TASK STATEMENT
Return verbatim every line from the first line of the data below to the line that contains "data shortcut display", inclusive, and no further.

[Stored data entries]
==========

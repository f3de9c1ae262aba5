//! Platform-specific configuration

use crossterm::event::KeyModifiers;

/// Platform-appropriate modifier for the copy shortcut
/// - macOS: SUPER (Cmd key)
/// - Linux/Windows: CONTROL (Ctrl key)
#[cfg(target_os = "macos")]
pub const COPY_MODIFIER: KeyModifiers = KeyModifiers::SUPER;

#[cfg(not(target_os = "macos"))]
pub const COPY_MODIFIER: KeyModifiers = KeyModifiers::CONTROL;

/// Submit shortcut display for help text
pub const SUBMIT_SHORTCUT: &str = "Ctrl+S";

/// Reset shortcut display for help text
pub const RESET_SHORTCUT: &str = "Ctrl+R";

/// Copy submitted data shortcut display
/// - macOS: "Cmd+Y"
/// - Linux/Windows: "Ctrl+Y"
#[cfg(target_os = "macos")]
pub const COPY_SHORTCUT: &str = "Cmd+Y";

#[cfg(not(target_os = "macos"))]
pub const COPY_SHORTCUT: &str = "Ctrl+Y";
//! Form state management and focus tracking

use super::field::{ChangeEvent, FieldValue, FormErrors, FormValues};
use crate::state::{FieldType, Schema};

/// Derive the initial values for a schema
///
/// Checkbox fields start `false`, every other field starts as `""`.
pub fn initialize(schema: &Schema) -> FormValues {
    schema
        .fields
        .iter()
        .map(|field| {
            let value = match field.field_type {
                FieldType::Checkbox => FieldValue::Bool(false),
                FieldType::Text | FieldType::Number | FieldType::Select => FieldValue::default(),
            };
            (field.name.clone(), value)
        })
        .collect()
}

/// Owns the current values and error messages of one form instance
#[derive(Debug, Clone, Default)]
pub struct FormStateManager {
    values: FormValues,
    errors: FormErrors,
}

impl FormStateManager {
    pub fn values(&self) -> &FormValues {
        &self.values
    }

    pub fn errors(&self) -> &FormErrors {
        &self.errors
    }

    /// Apply a widget change notification
    ///
    /// Only the named entry changes. The previous mapping is replaced as a
    /// whole, never edited in place.
    pub fn handle_change(&mut self, event: ChangeEvent) {
        let (name, value) = event.into_value();
        self.values = self.values.with(&name, value);
    }

    pub fn set_errors(&mut self, errors: FormErrors) {
        self.errors = errors;
    }

    pub fn set_form_values(&mut self, values: FormValues) {
        self.values = values;
    }
}

/// Trait for keyboard focus movement across a form
pub trait Form {
    fn field_count(&self) -> usize;
    fn active_field(&self) -> usize;
    fn set_active_field(&mut self, index: usize);
    fn next_field(&mut self) {
        let count = self.field_count();
        let current = self.active_field();
        self.set_active_field((current + 1) % count);
    }
    fn prev_field(&mut self) {
        let count = self.field_count();
        let current = self.active_field();
        if current == 0 {
            self.set_active_field(count - 1);
        } else {
            self.set_active_field(current - 1);
        }
    }
}

/// Buttons shown below the fields
#[derive(Debug, Clone, Copy, PartialEq, Eq, Default)]
pub enum FormButton {
    #[default]
    Submit,
    Reset,
}

/// Focus position over the schema's fields plus the buttons row
#[derive(Debug, Clone)]
pub struct FormFocus {
    schema_fields: usize,
    pub active_field_index: usize,
    pub selected_button: FormButton,
}

impl FormFocus {
    pub fn new(schema_fields: usize) -> Self {
        Self {
            schema_fields,
            active_field_index: 0,
            selected_button: FormButton::default(),
        }
    }

    /// Returns true if the buttons row is currently active
    pub fn is_buttons_row_active(&self) -> bool {
        self.active_field_index == self.schema_fields
    }

    /// Index of the focused schema field, if focus is on a field
    pub fn focused_field(&self) -> Option<usize> {
        (!self.is_buttons_row_active()).then_some(self.active_field_index)
    }

    /// Move to the other button (there are only two)
    pub fn toggle_button(&mut self) {
        self.selected_button = match self.selected_button {
            FormButton::Submit => FormButton::Reset,
            FormButton::Reset => FormButton::Submit,
        };
    }
}

impl Form for FormFocus {
    fn field_count(&self) -> usize {
        self.schema_fields + 1 // fields, buttons
    }
    fn active_field(&self) -> usize {
        self.active_field_index
    }
    fn set_active_field(&mut self, index: usize) {
        self.active_field_index = index.min(self.schema_fields);
    }
}
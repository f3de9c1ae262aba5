//! Application state and key handling

use crate::config::TuiConfig;
use crate::platform::COPY_MODIFIER;
use crate::state::{Form, FormButton, FormController, FormFocus, Schema};
use crate::ui::forms::{widget_for, WidgetProps};
use anyhow::Result;
use crossterm::event::{KeyCode, KeyEvent, KeyModifiers};

/// Main application struct
pub struct App {
    /// The mounted form
    pub form: FormController,
    /// Keyboard focus over fields and buttons
    pub focus: FormFocus,
    /// Feedback shown in the status bar until the next key press
    pub status_message: Option<String>,
    /// Whether the submitted panel shows the submission time
    pub show_submitted_at: bool,
    /// Whether the app should quit
    quit: bool,
}

impl App {
    /// Mount a form for the given schema
    pub fn new(schema: Schema, config: &TuiConfig) -> Self {
        let focus = FormFocus::new(schema.fields.len());
        Self {
            form: FormController::new(schema),
            focus,
            status_message: None,
            show_submitted_at: config.show_submitted_at(),
            quit: false,
        }
    }

    /// Check if app should quit
    pub fn should_quit(&self) -> bool {
        self.quit
    }

    /// Handle a key event
    pub fn handle_key(&mut self, key: KeyEvent) {
        // Clear any status messages on key press
        self.status_message = None;

        let ctrl = key.modifiers.contains(KeyModifiers::CONTROL);
        match key.code {
            KeyCode::Esc => {
                self.quit = true;
                return;
            }
            KeyCode::Char('s') if ctrl => {
                self.submit();
                return;
            }
            KeyCode::Char('r') if ctrl => {
                self.reset();
                return;
            }
            KeyCode::Char('y') if key.modifiers.contains(COPY_MODIFIER) => {
                self.copy_submitted();
                return;
            }
            KeyCode::Tab | KeyCode::Down => {
                self.focus.next_field();
                return;
            }
            KeyCode::BackTab | KeyCode::Up => {
                self.focus.prev_field();
                return;
            }
            _ => {}
        }

        if self.focus.is_buttons_row_active() {
            self.handle_buttons_key(key);
        } else {
            self.handle_field_key(key);
        }
    }

    /// Keys on the buttons row
    fn handle_buttons_key(&mut self, key: KeyEvent) {
        match key.code {
            KeyCode::Left | KeyCode::Right | KeyCode::Char('h') | KeyCode::Char('l') => {
                self.focus.toggle_button();
            }
            KeyCode::Enter | KeyCode::Char(' ') => match self.focus.selected_button {
                FormButton::Submit => self.submit(),
                FormButton::Reset => self.reset(),
            },
            _ => {}
        }
    }

    /// Delegate a key to the focused field's widget
    fn handle_field_key(&mut self, key: KeyEvent) {
        let Some(idx) = self.focus.focused_field() else {
            return;
        };
        let Some(field) = self.form.schema().fields.get(idx) else {
            return;
        };

        let props = WidgetProps::for_field(field, &self.form, true);
        match widget_for(field.field_type).handle_key(key, &props) {
            Some(event) => self.form.handle_change(event),
            // Enter on a field without its own Enter handling moves on
            None if key.code == KeyCode::Enter => self.focus.next_field(),
            None => {}
        }
    }

    fn submit(&mut self) {
        self.form.submit();

        let error_count = self.form.errors().len();
        if error_count == 0 {
            self.status_message = Some("Form submitted!".to_string());
            return;
        }

        self.status_message = Some(format!("{error_count} field(s) need attention"));
        let first_invalid = self
            .form
            .schema()
            .fields
            .iter()
            .position(|f| self.form.errors().contains(&f.name));
        if let Some(idx) = first_invalid {
            self.focus.set_active_field(idx);
        }
    }

    fn reset(&mut self) {
        self.form.reset();
        self.status_message = Some("Form reset".to_string());
    }

    fn copy_submitted(&mut self) {
        let Some(json) = self.form.submitted_json() else {
            self.status_message = Some("Nothing submitted yet".to_string());
            return;
        };

        self.status_message = Some(match self.copy_to_clipboard(&json) {
            Ok(()) => "Submitted data copied".to_string(),
            Err(err) => {
                tracing::warn!("Clipboard copy failed: {err}");
                "Failed to copy to clipboard".to_string()
            }
        });
    }

    fn copy_to_clipboard(&self, text: &str) -> Result<()> {
        use arboard::Clipboard;
        let mut clipboard = Clipboard::new()?;
        clipboard.set_text(text)?;
        Ok(())
    }
}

==========

ANSWER TO THE PROBLEM
repository f3de9c1ae262aba5
//! Platform-specific configuration

use crossterm::event::KeyModifiers;

/// Platform-appropriate modifier for the copy shortcut
/// - macOS: SUPER (Cmd key)
/// - Linux/Windows: CONTROL (Ctrl key)
#[cfg(target_os = "macos")]
pub const COPY_MODIFIER: KeyModifiers = KeyModifiers::SUPER;

#[cfg(not(target_os = "macos"))]
pub const COPY_MODIFIER: KeyModifiers = KeyModifiers::CONTROL;

/// Submit shortcut display for help text
pub const SUBMIT_SHORTCUT: &str = "Ctrl+S";

/// Reset shortcut display for help text
pub const RESET_SHORTCUT: &str = "Ctrl+R";

/// Copy submitted data shortcut display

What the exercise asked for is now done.